Le service américain de l’immigration et des douanes souligne que Ramírez a des liens avec le ministre du Pétrole, Tareck El Aissami, désigné en 2017 par le département américain du Trésor comme un « trafiquant de drogue spécialement désigné » pour « avoir joué un rôle important dans le trafic international de drogue ». « . .
autres chiffres
L’avocat Cristóbal Cornieles Perret, président du circuit judiciaire pénal de Caracas et quatrième juge de contrôle compétent pour les crimes liés au terrorisme et José Mascimino Márquez, qui était chargé des affaires dans lesquelles d’importants dirigeants de l’opposition ont été condamnés, sont d’autres responsables faisant l’objet d’une enquête.

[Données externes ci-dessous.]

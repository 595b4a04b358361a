//! Configuration error types

use std::path::PathBuf;
use thiserror::Error;

/// Errors raised while loading or validating [`ParleyConfig`](super::ParleyConfig).
#[derive(Error, Debug)]
pub enum ConfigError {
    #[error("Failed to read {path}: {source}")]
    Read {
        path: PathBuf,
        #[source]
        source: std::io::Error,
    },

    #[error("Config file not found: {0}")]
    NotFound(PathBuf),

    #[error("Failed to parse config: {0}")]
    Parse(String),

    #[error("Invalid value for '{field}': {message}")]
    Validation { field: String, message: String },
}

impl ConfigError {
    pub(crate) fn invalid(field: &str, message: impl Into<String>) -> Self {
        ConfigError::Validation {
            field: field.to_string(),
            message: message.into(),
        }
    }
}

Le maire de la municipalité de Santos Michelena dans l’État d’Aragua, Pedro Hernández, fait également l’objet d’une enquête « pour des problèmes liés » aux gangs criminels.
Eligio Rojas, journaliste au journal Últimas Noticias, a déclaré dimanche soir que, « enquêté pour des faits de corruption dans l’industrie pétrolière », le député du Parlement à majorité chaviste et ancien ministre de l’Enseignement supérieur, Hugbel Roa, a été arrêté .
L’Assemblée nationale a convoqué une session ordinaire mardi prochain et, bien que l’ordre du jour soit inconnu, des versions non officielles suggèrent que la convocation pourrait être liée à la possibilité de lever les privilèges parlementaires de Roa et d’autres députés.
La police anti-corruption vénézuélienne avait annoncé vendredi avoir demandé au député la « poursuite judiciaire » d’une série d’individus qui pourraient être impliqués dans « des actes graves de corruption administrative et de détournement de fonds ».
La condamnation de nos actes est le résultat d’une enquête approfondie, menée pendant des mois, qui pointe vers des citoyens qui ont exercé des fonctions dans le pouvoir judiciaire, dans l’industrie pétrolière et dans certains maires municipaux du pays », indique le communiqué.
Ce même vendredi, en plein acte diffusé sur la chaîne d’Etat, Maduro a appelé les ministres de son cabinet à « respecter l’éthique ».
« Ils doivent adhérer à l’honnêteté et au service public désintéressé, service comme apostolat au peuple car le pouvoir que nous avons ne nous appartient pas, le pouvoir que j’ai en tant que président ne m’appartient pas, il appartient au peuple souverain du Vénézuela. Nous n’oublions pas les ministres, les ministres, les collègues qui ont du leadership, je vous accorde et je vous délègue ma confiance », a déclaré Maduro.
L’opposition vénézuélienne assure que la situation des dernières heures témoigne de « luttes » internes entre secteurs de pouvoir du chavisme.